--- SOURCE MATERIAL Enclosed Below ---
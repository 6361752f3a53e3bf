//! Phase and Question definitions.

use serde::{Deserialize, Serialize};

use crate::domain::foundation::{PhaseId, QuestionId};

/// Upper bound on answer length when a definition does not set one.
pub const DEFAULT_MAX_ANSWER_LENGTH: usize = 5000;

/// One prompt within a phase.
#[derive(Debug, Clone, PartialEq, Eq, Serialize, Deserialize)]
pub struct Question {
    pub id: QuestionId,

    /// Prompt shown to the user.
    pub text: String,

    /// Guidance shown in an empty input.
    #[serde(default, skip_serializing_if = "Option::is_none")]
    pub placeholder: Option<String>,

    /// Instruction handed to an AI assistant helping with this question.
    #[serde(default, skip_serializing_if = "Option::is_none")]
    pub ai_prompt: Option<String>,

    #[serde(default)]
    pub required: bool,

    /// Minimum character count for the answer to count as complete.
    #[serde(default)]
    pub min_length: usize,

    /// Maximum character count accepted.
    #[serde(default = "default_max_length")]
    pub max_length: usize,
}

fn default_max_length() -> usize {
    DEFAULT_MAX_ANSWER_LENGTH
}

impl Question {
    /// Returns true when `value` is long enough to count as an answer.
    pub fn is_satisfied_by(&self, value: &str) -> bool {
        let trimmed = value.trim();
        !trimmed.is_empty() && trimmed.chars().count() >= self.min_length
    }

    /// Returns true when `value` fits under the length cap.
    pub fn accepts_length(&self, value: &str) -> bool {
        value.chars().count() <= self.max_length
    }
}

/// One of the four fixed methodology stages.
#[derive(Debug, Clone, PartialEq, Eq, Serialize, Deserialize)]
pub struct Phase {
    pub id: PhaseId,
    pub title: String,
    pub description: String,
    #[serde(default)]
    pub questions: Vec<Question>,
}

impl Phase {
    /// Looks up a question of this phase by id.
    pub fn question(&self, question_id: &str) -> Option<&Question> {
        self.questions.iter().find(|q| q.id.as_str() == question_id)
    }

    /// Heading used by rendered documents (`Clarify Phase`).
    pub fn heading(&self) -> String {
        format!("{} Phase", self.title)
    }
}

#[cfg(test)]
mod tests {
    use super::*;

    fn question(min: usize, max: usize) -> Question {
        Question {
            id: QuestionId::new("problem").unwrap(),
            text: "What problem?".to_string(),
            placeholder: None,
            ai_prompt: None,
            required: true,
            min_length: min,
            max_length: max,
        }
    }

    #[test]
    fn satisfaction_requires_min_length_of_trimmed_text() {
        let q = question(5, 100);
        assert!(!q.is_satisfied_by("   "));
        assert!(!q.is_satisfied_by("  abc  "));
        assert!(q.is_satisfied_by("abcde"));
    }

    #[test]
    fn length_cap_counts_characters() {
        let q = question(0, 3);
        assert!(q.accepts_length("äöü"));
        assert!(!q.accepts_length("abcd"));
    }

    #[test]
    fn deserializes_with_defaults() {
        let q: Question =
            serde_json::from_str(r#"{ "id": "scope", "text": "What is the scope?" }"#).unwrap();
        assert!(!q.required);
        assert_eq!(q.min_length, 0);
        assert_eq!(q.max_length, DEFAULT_MAX_ANSWER_LENGTH);
    }

    #[test]
    fn heading_appends_phase() {
        let phase = Phase {
            id: PhaseId::Clarify,
            title: "Clarify".to_string(),
            description: String::new(),
            questions: vec![],
        };
        assert_eq!(phase.heading(), "Clarify Phase");
    }
}
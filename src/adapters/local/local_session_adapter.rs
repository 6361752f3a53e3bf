//! Local session adapter.
//!
//! Keeps every session of the device as one JSON array under a single
//! device storage key. All writes replace the whole document, so `upsert`
//! and `remove` are read-modify-write; callers must not run two of them
//! concurrently for the same key (the hybrid store serializes them).

use std::sync::Arc;

use async_trait::async_trait;
use serde_json::Value;

use crate::domain::foundation::SessionId;
use crate::domain::session::Session;
use crate::ports::{BackendKind, DeviceStorage, SessionBackend, StorageError};

/// Default device storage key for the session list.
pub const DEFAULT_STORAGE_KEY: &str = "core-framework-sessions";

/// Session list persisted on the local device.
#[derive(Clone)]
pub struct LocalSessionAdapter {
    storage: Arc<dyn DeviceStorage>,
    key: String,
}

impl LocalSessionAdapter {
    pub fn new(storage: Arc<dyn DeviceStorage>) -> Self {
        Self::with_key(storage, DEFAULT_STORAGE_KEY)
    }

    pub fn with_key(storage: Arc<dyn DeviceStorage>, key: impl Into<String>) -> Self {
        Self {
            storage,
            key: key.into(),
        }
    }

    pub fn key(&self) -> &str {
        &self.key
    }

    /// Loads the stored sessions in stored order.
    ///
    /// Nothing stored yields an empty list. A document that is not a JSON
    /// array is logged and treated as empty; individual entries that do not
    /// parse are logged and skipped.
    pub fn load_all(&self) -> Result<Vec<Session>, StorageError> {
        match self.try_load_all() {
            Err(StorageError::StorageCorrupt(reason)) => {
                tracing::warn!(key = %self.key, "Ignoring corrupt local sessions: {}", reason);
                Ok(Vec::new())
            }
            other => other,
        }
    }

    /// Same as [`load_all`](Self::load_all) but reports a corrupt document.
    pub fn try_load_all(&self) -> Result<Vec<Session>, StorageError> {
        let Some(raw) = self.storage.read(&self.key)? else {
            return Ok(Vec::new());
        };
        if raw.trim().is_empty() {
            return Ok(Vec::new());
        }

        let entries: Vec<Value> =
            serde_json::from_str(&raw).map_err(|e| StorageError::StorageCorrupt(e.to_string()))?;

        let mut sessions = Vec::with_capacity(entries.len());
        for (index, entry) in entries.into_iter().enumerate() {
            match serde_json::from_value::<Session>(entry) {
                Ok(session) => sessions.push(session),
                Err(e) => {
                    tracing::warn!(key = %self.key, index, "Skipping unreadable local session: {}", e);
                }
            }
        }
        Ok(sessions)
    }

    /// Replaces the stored list with `sessions`.
    pub fn save_all(&self, sessions: &[Session]) -> Result<(), StorageError> {
        let raw = serde_json::to_string(sessions)
            .map_err(|e| StorageError::Serialization(e.to_string()))?;
        self.storage.write(&self.key, &raw)
    }

    /// Replaces the session with the same id, or appends it.
    pub fn upsert(&self, session: &Session) -> Result<(), StorageError> {
        let mut sessions = self.load_all()?;
        match sessions.iter_mut().find(|s| s.id() == session.id()) {
            Some(existing) => *existing = session.clone(),
            None => sessions.push(session.clone()),
        }
        self.save_all(&sessions)
    }

    /// Removes the session with `id`; a missing id leaves the list unchanged.
    pub fn remove(&self, id: &SessionId) -> Result<(), StorageError> {
        let sessions = self.load_all()?;
        let before = sessions.len();
        let remaining: Vec<Session> = sessions.into_iter().filter(|s| s.id() != id).collect();
        if remaining.len() == before {
            return Ok(());
        }
        self.save_all(&remaining)
    }

    pub fn find(&self, id: &SessionId) -> Result<Option<Session>, StorageError> {
        Ok(self.load_all()?.into_iter().find(|s| s.id() == id))
    }
}

#[async_trait]
impl SessionBackend for LocalSessionAdapter {
    fn kind(&self) -> BackendKind {
        BackendKind::Local
    }

    async fn load_all(&self) -> Result<Vec<Session>, StorageError> {
        LocalSessionAdapter::load_all(self)
    }

    async fn get(&self, id: &SessionId) -> Result<Option<Session>, StorageError> {
        self.find(id)
    }

    async fn save(&self, session: &Session) -> Result<Session, StorageError> {
        self.upsert(session)?;
        Ok(session.clone())
    }

    async fn delete(&self, id: &SessionId) -> Result<(), StorageError> {
        self.remove(id)
    }
}
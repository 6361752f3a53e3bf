//! Confidence value object (1 to 5 scale).

use serde::{Deserialize, Serialize};
use std::fmt;

use super::ValidationError;

/// How sure the user is about an answer: 1 (guess) to 5 (certain).
#[derive(Debug, Clone, Copy, PartialEq, Eq, PartialOrd, Ord, Hash, Serialize, Deserialize)]
#[serde(try_from = "u8", into = "u8")]
pub struct Confidence(u8);

impl Confidence {
    pub const MIN: u8 = 1;
    pub const MAX: u8 = 5;

    /// Creates a Confidence, returning error if out of range.
    pub fn new(value: u8) -> Result<Self, ValidationError> {
        if (Self::MIN..=Self::MAX).contains(&value) {
            Ok(Self(value))
        } else {
            Err(ValidationError::out_of_range(
                "confidence",
                Self::MIN as i64,
                Self::MAX as i64,
                value as i64,
            ))
        }
    }

    /// Returns the numeric value.
    pub fn value(&self) -> u8 {
        self.0
    }
}

impl TryFrom<u8> for Confidence {
    type Error = ValidationError;

    fn try_from(value: u8) -> Result<Self, Self::Error> {
        Self::new(value)
    }
}

impl From<Confidence> for u8 {
    fn from(confidence: Confidence) -> Self {
        confidence.0
    }
}

impl fmt::Display for Confidence {
    fn fmt(&self, f: &mut fmt::Formatter<'_>) -> fmt::Result {
        write!(f, "{}/5", self.0)
    }
}

#[cfg(test)]
mod tests {
    use super::*;

    #[test]
    fn accepts_one_through_five() {
        for value in 1..=5 {
            assert_eq!(Confidence::new(value).unwrap().value(), value);
        }
    }

    #[test]
    fn rejects_out_of_range() {
        assert!(Confidence::new(0).is_err());
        assert!(Confidence::new(6).is_err());
    }

    #[test]
    fn deserialization_enforces_range() {
        assert!(serde_json::from_str::<Confidence>("3").is_ok());
        assert!(serde_json::from_str::<Confidence>("9").is_err());
    }

    #[test]
    fn displays_out_of_five() {
        assert_eq!(Confidence::new(4).unwrap().to_string(), "4/5");
    }
}
//! Backend resolution - decides which storage serves a call.

use std::sync::Arc;

use crate::domain::foundation::IdentityState;
use crate::ports::BackendKind;

/// Maps the result of an identity probe to a backend.
///
/// Injected into the hybrid store so deployments can pin every call to one
/// backend.
pub type BackendResolver = Arc<dyn Fn(&IdentityState) -> BackendKind + Send + Sync>;

/// Signed-in users are served remotely, everyone else locally.
pub fn resolve_backend(identity: &IdentityState) -> BackendKind {
    if identity.is_authenticated() {
        BackendKind::Remote
    } else {
        BackendKind::Local
    }
}

/// The resolver used when none is injected.
pub fn default_resolver() -> BackendResolver {
    Arc::new(resolve_backend)
}

/// A resolver that always answers `kind`.
pub fn fixed_resolver(kind: BackendKind) -> BackendResolver {
    Arc::new(move |_: &IdentityState| kind)
}

#[cfg(test)]
mod tests {
    use super::*;
    use crate::domain::foundation::{AuthenticatedUser, UserId};

    #[test]
    fn authenticated_resolves_remote() {
        let user = AuthenticatedUser::new(UserId::new("user-1").unwrap(), None, None);
        assert_eq!(
            resolve_backend(&IdentityState::Authenticated(user)),
            BackendKind::Remote
        );
    }

    #[test]
    fn anonymous_resolves_local() {
        assert_eq!(resolve_backend(&IdentityState::Anonymous), BackendKind::Local);
    }

    #[test]
    fn fixed_resolver_ignores_identity() {
        let user = AuthenticatedUser::new(UserId::new("user-1").unwrap(), None, None);
        let resolver = fixed_resolver(BackendKind::Local);
        assert_eq!(resolver(&IdentityState::Authenticated(user)), BackendKind::Local);
    }
}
--- End of Enclosed SOURCE MATERIAL ---
## THE PROBLEM
Of the entries above, transcribe exactly those lines that fall between the line containing "fn from(confidence: Confidence)" and the line containing "for value in", together with those two lines.

## YOUR SOLUTION
    fn from(confidence: Confidence) -> Self {
        confidence.0
    }
}

impl fmt::Display for Confidence {
    fn fmt(&self, f: &mut fmt::Formatter<'_>) -> fmt::Result {
        write!(f, "{}/5", self.0)
    }
}

#[cfg(test)]
mod tests {
    use super::*;

    #[test]
    fn accepts_one_through_five() {
        for value in 1..=5 {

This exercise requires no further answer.